The bite of conscience, like the bite of a dog into stone, is a stupidity.
Friedrich Nietzsche
1. Introduction
Each of us has, at one time or another, talked about our conscience. We might have been “pricked by our conscience” or our conscience might have “butted in” when it was not wanted. We might be going on quite happily telling a lie to a friend, or might have accidentally walked out of a shop without paying for something and it is our conscience that makes us confess or stops us in our tracks spins us on our heels and takes us back into the shop.
People from different walks of life talk of the “conscience”, from the
religious believer, the politician, the celebrity, to every day folk; we might hear someone berate their conscience for nagging them to do something they do not want to. People might be labelled “conscientious objectors” because they feel their conscience is telling them to object to certain political actions, e.g. war. A protester might lament the erosion of their “freedom of conscience”. And we can find concepts very similar to “conscience” in many non-Christian religious traditions both Eastern and Western throughout history and from around the globe.1
However, the nature of conscience is obscure and consequently the philosophical discussion of conscience is complex and has a long history. It draws on issues in philosophical psychology, philosophy of religion, epistemology, philosophy of mind, applied ethics, normative ethics and Metaethics.

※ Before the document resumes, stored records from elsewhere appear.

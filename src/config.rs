//! Runtime configuration
//!
//! Read once at process start from the environment (after `dotenv`),
//! then passed by value into the components that need it.

use crate::error::AgentError;
use crate::Result;
use std::env;
use std::str::FromStr;
use std::time::Duration;

/// Memory recall, consolidation and decay settings
#[derive(Debug, Clone)]
pub struct MemoryConfig {
    pub recall_limit: usize,
    pub min_similarity: f32,
    /// Live memory count above which consolidation runs
    pub consolidation_threshold: usize,
    /// Pairwise similarity required to group memories for merging
    pub consolidation_similarity: f32,
    pub max_group_size: usize,
    /// Upper bound on LLM summarisation calls per consolidation pass
    pub max_summaries_per_run: usize,
    /// Similarity at which `store()` reinforces instead of inserting
    pub reinforce_similarity: f32,
    pub max_age_days: i64,
    pub min_importance: f32,
    pub preference_confidence_floor: f32,
}

impl Default for MemoryConfig {
    fn default() -> Self {
        Self {
            recall_limit: 10,
            min_similarity: 0.7,
            consolidation_threshold: 100,
            consolidation_similarity: 0.92,
            max_group_size: 5,
            max_summaries_per_run: 10,
            reinforce_similarity: 0.98,
            max_age_days: 90,
            min_importance: 0.3,
            preference_confidence_floor: 0.5,
        }
    }
}

#[derive(Debug, Clone)]
pub struct EmbeddingConfig {
    pub dimensions: usize,
    /// Zero disables memoization
    pub cache_ttl: Duration,
    pub cache_max_entries: usize,
}

impl Default for EmbeddingConfig {
    fn default() -> Self {
        Self {
            dimensions: 1536,
            cache_ttl: Duration::from_secs(300),
            cache_max_entries: 1024,
        }
    }
}

/// Bounds for the plan/act/validate loop
#[derive(Debug, Clone)]
pub struct ReasoningConfig {
    pub max_iterations: u32,
    pub step_timeout: Duration,
    pub planning_temperature: f32,
    pub answer_temperature: f32,
    pub retry_backoff: Duration,
    pub max_tool_calls_per_step: usize,
}

impl Default for ReasoningConfig {
    fn default() -> Self {
        Self {
            max_iterations: 10,
            step_timeout: Duration::from_millis(30_000),
            planning_temperature: 0.1,
            answer_temperature: 0.7,
            retry_backoff: Duration::from_millis(500),
            max_tool_calls_per_step: 8,
        }
    }
}

#[derive(Debug, Clone)]
pub struct ServerConfig {
    pub port: u16,
}

impl Default for ServerConfig {
    fn default() -> Self {
        Self { port: 8080 }
    }
}

#[derive(Debug, Clone, Default)]
pub struct AgentConfig {
    pub memory: MemoryConfig,
    pub embedding: EmbeddingConfig,
    pub reasoning: ReasoningConfig,
    pub server: ServerConfig,
    pub gemini_api_key: Option<String>,
    pub database_url: Option<String>,
    pub ledger_api_base_url: Option<String>,
}

impl AgentConfig {
    /// Build configuration from environment variables, falling back to defaults.
    pub fn from_env() -> Result<Self> {
        Self::from_lookup(|key| env::var(key).ok())
    }

    /// Build configuration from an arbitrary key lookup (environment, tests).
    pub fn from_lookup<F>(lookup: F) -> Result<Self>
    where
        F: Fn(&str) -> Option<String>,
    {
        let d = AgentConfig::default();

        let memory = MemoryConfig {
            recall_limit: parse_or(&lookup, "AGENT_RECALL_LIMIT", d.memory.recall_limit)?,
            min_similarity: parse_or(&lookup, "AGENT_MIN_SIMILARITY", d.memory.min_similarity)?,
            consolidation_threshold: parse_or(
                &lookup,
                "AGENT_CONSOLIDATION_THRESHOLD",
                d.memory.consolidation_threshold,
            )?,
            consolidation_similarity: parse_or(
                &lookup,
                "AGENT_CONSOLIDATION_SIMILARITY",
                d.memory.consolidation_similarity,
            )?,
            max_group_size: parse_or(
                &lookup,
                "AGENT_CONSOLIDATION_MAX_GROUP",
                d.memory.max_group_size,
            )?
            .max(2),
            max_summaries_per_run: parse_or(
                &lookup,
                "AGENT_CONSOLIDATION_MAX_LLM_CALLS",
                d.memory.max_summaries_per_run,
            )?,
            reinforce_similarity: parse_or(
                &lookup,
                "AGENT_REINFORCE_SIMILARITY",
                d.memory.reinforce_similarity,
            )?,
            max_age_days: parse_or(&lookup, "AGENT_MAX_AGE_DAYS", d.memory.max_age_days)?,
            min_importance: parse_or(&lookup, "AGENT_MIN_IMPORTANCE", d.memory.min_importance)?,
            preference_confidence_floor: parse_or(
                &lookup,
                "AGENT_PREFERENCE_CONFIDENCE_FLOOR",
                d.memory.preference_confidence_floor,
            )?,
        };

        let cache_ttl_secs: u64 = parse_or(
            &lookup,
            "AGENT_EMBEDDING_CACHE_TTL_SECS",
            d.embedding.cache_ttl.as_secs(),
        )?;

        let embedding = EmbeddingConfig {
            dimensions: parse_or(&lookup, "AGENT_EMBEDDING_DIMENSIONS", d.embedding.dimensions)?,
            cache_ttl: Duration::from_secs(cache_ttl_secs),
            cache_max_entries: d.embedding.cache_max_entries,
        };

        if embedding.dimensions == 0 {
            return Err(AgentError::Config(
                "AGENT_EMBEDDING_DIMENSIONS must be greater than zero".to_string(),
            ));
        }

        let step_timeout_ms: u64 = parse_or(
            &lookup,
            "AGENT_STEP_TIMEOUT_MS",
            d.reasoning.step_timeout.as_millis() as u64,
        )?;
        let retry_backoff_ms: u64 = parse_or(
            &lookup,
            "AGENT_LLM_RETRY_BACKOFF_MS",
            d.reasoning.retry_backoff.as_millis() as u64,
        )?;

        let reasoning = ReasoningConfig {
            max_iterations: parse_or(&lookup, "AGENT_MAX_ITERATIONS", d.reasoning.max_iterations)?,
            step_timeout: Duration::from_millis(step_timeout_ms),
            planning_temperature: parse_or(
                &lookup,
                "AGENT_PLANNING_TEMPERATURE",
                d.reasoning.planning_temperature,
            )?,
            answer_temperature: parse_or(
                &lookup,
                "AGENT_ANSWER_TEMPERATURE",
                d.reasoning.answer_temperature,
            )?,
            retry_backoff: Duration::from_millis(retry_backoff_ms),
            max_tool_calls_per_step: d.reasoning.max_tool_calls_per_step,
        };

        let port_raw = lookup("PORT").or_else(|| lookup("API_PORT"));
        let port = match port_raw {
            Some(raw) => raw.trim().parse().map_err(|_| {
                AgentError::Config(format!("PORT must be a valid port number, got '{}'", raw))
            })?,
            None => d.server.port,
        };

        Ok(Self {
            memory,
            embedding,
            reasoning,
            server: ServerConfig { port },
            gemini_api_key: non_empty(lookup("GEMINI_API_KEY")),
            database_url: non_empty(lookup("DATABASE_URL").or_else(|| lookup("POSTGRES_URL"))),
            ledger_api_base_url: non_empty(lookup("LEDGER_API_BASE_URL")),
        })
    }
}

fn non_empty(value: Option<String>) -> Option<String> {
    value.filter(|v| !v.trim().is_empty())
}

fn parse_or<T, F>(lookup: &F, key: &str, default: T) -> Result<T>
where
    T: FromStr,
    F: Fn(&str) -> Option<String>,
{
    match lookup(key) {
        Some(raw) if !raw.trim().is_empty() => raw.trim().parse::<T>().map_err(|_| {
            AgentError::Config(format!("{} has an invalid value: '{}'", key, raw))
        }),
        _ => Ok(default),
    }
}

#[cfg(test)]
mod tests {
    use super::*;
    use std::collections::HashMap;

    fn lookup_from(pairs: &[(&str, &str)]) -> impl Fn(&str) -> Option<String> {
        let map: HashMap<String, String> = pairs
            .iter()
            .map(|(k, v)| (k.to_string(), v.to_string()))
            .collect();
        move |key| map.get(key).cloned()
    }

    #[test]
    fn test_defaults() {
        let config = AgentConfig::from_lookup(|_| None).unwrap();
        assert_eq!(config.memory.recall_limit, 10);
        assert!((config.memory.min_similarity - 0.7).abs() < f32::EPSILON);
        assert_eq!(config.memory.consolidation_threshold, 100);
        assert_eq!(config.memory.max_age_days, 90);
        assert!((config.memory.min_importance - 0.3).abs() < f32::EPSILON);
        assert_eq!(config.embedding.dimensions, 1536);
        assert_eq!(config.reasoning.max_iterations, 10);
        assert_eq!(config.reasoning.step_timeout, Duration::from_millis(30_000));
        assert!(config.gemini_api_key.is_none());
    }

    #[test]
    fn test_overrides() {
        let config = AgentConfig::from_lookup(lookup_from(&[
            ("AGENT_MAX_ITERATIONS", "3"),
            ("AGENT_MIN_SIMILARITY", "0.55"),
            ("GEMINI_API_KEY", "abc"),
            ("API_PORT", "9090"),
        ]))
        .unwrap();

        assert_eq!(config.reasoning.max_iterations, 3);
        assert!((config.memory.min_similarity - 0.55).abs() < 1e-6);
        assert_eq!(config.gemini_api_key.as_deref(), Some("abc"));
        assert_eq!(config.server.port, 9090);
    }

    #[test]
    fn test_invalid_value_is_config_error() {
        let result = AgentConfig::from_lookup(lookup_from(&[("AGENT_RECALL_LIMIT", "lots")]));
        assert!(matches!(result, Err(AgentError::Config(_))));
    }

    #[test]
    fn test_blank_api_key_treated_as_unset() {
        let config = AgentConfig::from_lookup(lookup_from(&[("GEMINI_API_KEY", "  ")])).unwrap();
        assert!(config.gemini_api_key.is_none());
    }
}
/// Prior messages sent along with each chat request
const HISTORY_WINDOW: usize = 20;
const MAX_SESSIONS: usize = 1_000;

/// =============================
/// Request Models
/// =============================

#[derive(Debug, Deserialize)]
pub struct ChatRequest {
    pub session_id: Option<String>,
    pub message: String,
}

/// Approves the call the session's last reply is waiting on
#[derive(Debug, Deserialize)]
pub struct ConfirmRequest {
    pub session_id: String,
    pub tool: String,
}

/// =============================
/// Response Wrapper
/// =============================

#[derive(Debug, Serialize, Deserialize)]
pub struct ApiResponse {
    pub success: bool,
    pub data: Option<serde_json::Value>,
    pub error: Option<String>,
    pub timestamp: String,
}

impl ApiResponse {
    pub fn success<T: Serialize>(data: T) -> Self {
        Self {
            success: true,
            data: serde_json::to_value(data).ok(),
            error: None,
            timestamp: chrono::Utc::now().to_rfc3339(),
        }
    }

    pub fn error(message: String) -> Self {
        Self {
            success: false,
            data: None,
            error: Some(message),
            timestamp: chrono::Utc::now().to_rfc3339(),
        }
    }
}

type ApiResult = (StatusCode, Json<ApiResponse>);

fn failure(status: StatusCode, error: AgentError) -> ApiResult {
    (status, Json(ApiResponse::error(error.to_string())))
}

/// =============================
/// API State
/// =============================

pub struct Session {
    pub history: ConversationHistory,
    pub pending: Option<PendingConfirmation>,
}

impl Session {
    fn new(session_id: Uuid) -> Self {
        Self {
            history: ConversationHistory::new(session_id),
            pending: None,
        }
    }
}

#[derive(Clone)]
pub struct ApiState {
    pub runner: Arc<AgentRunner>,
    pub sessions: Arc<RwLock<HashMap<Uuid, Session>>>,
    max_sessions: usize,
}

impl ApiState {
    pub fn new(runner: Arc<AgentRunner>) -> Self {
        Self {
            runner,
            sessions: Arc::new(RwLock::new(HashMap::new())),
            max_sessions: MAX_SESSIONS,
        }
    }

    pub fn with_max_sessions(mut self, max_sessions: usize) -> Self {
        self.max_sessions = max_sessions.max(1);
        self
    }
}

/// Get or create a session, evicting the least recently updated one when full.
fn session_entry(
    sessions: &mut HashMap<Uuid, Session>,
    session_id: Uuid,
    max_sessions: usize,
) -> &mut Session {
    if !sessions.contains_key(&session_id) && sessions.len() >= max_sessions {
        let oldest = sessions
            .iter()
            .min_by_key(|(_, s)| s.history.updated_at)
            .map(|(id, _)| *id);
        if let Some(id) = oldest {
            info!(session_id = %id, "Evicting least recently used session");
            sessions.remove(&id);
        }
    }

    sessions
        .entry(session_id)
        .or_insert_with(|| Session::new(session_id))
}

/// =============================
/// Helpers
/// =============================

fn stable_uuid_from_string(input: &str) -> Uuid {
    use sha2::{Digest, Sha256};

    let hash = Sha256::digest(input.as_bytes());
    let mut bytes = [0u8; 16];
    bytes.copy_from_slice(&hash[..16]);

    // Set UUID version (4) and variant (RFC4122) bits.
    bytes[6] = (bytes[6] & 0x0f) | 0x40;
    bytes[8] = (bytes[8] & 0x3f) | 0x80;

    Uuid::from_bytes(bytes)
}

/// Client-chosen session ids need not be UUIDs; they map to a stable one.
fn session_uuid(value: Option<&str>) -> Uuid {
    match value {
        Some(v) if !v.trim().is_empty() => {
            Uuid::parse_str(v).unwrap_or_else(|_| stable_uuid_from_string(v))
        }
        _ => Uuid::new_v4(),
    }
}

/// =============================
/// Health Endpoint
/// =============================

async fn health() -> Json<serde_json::Value> {
    Json(serde_json::json!({
        "status": "healthy",
        "timestamp": chrono::Utc::now().to_rfc3339()
    }))
}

In this chapter we’ll give a general overview of two theories of conscience. One draws on Aquinas’s account; the other Sigmund Freud’s (1856–1939). Although Freud is not typically seen as a philosopher (he’s a psychologist) his account will provide us with some insights which allows us to think philosophically about this thing we call “the conscience”.
2. The History of Conscience
In the twenty-first century conscience is not thought of as solely a religious idea. However talk of “conscience” was popularised, at least in “the West”, due to its adoption by both Protestant and Catholic traditions. In this section we’ll look how “conscience” is, and has been, used in order to draw out some general features.
“Conscience” played a role in one of the most famous speeches in the protestant reformation. Martin Luther (1483–1546), being charged with heresy and being forced to recant by Charles V, stands his grounds and says “Here I stand, I can do no other” and “I cannot nor will I retract anything, since it is never safe nor virtuous to go against conscience”. Luther believed that his God-given conscience was not allowing him to recant, not even under the considerable pressure by the powerful people before him. Or consider a more recent example.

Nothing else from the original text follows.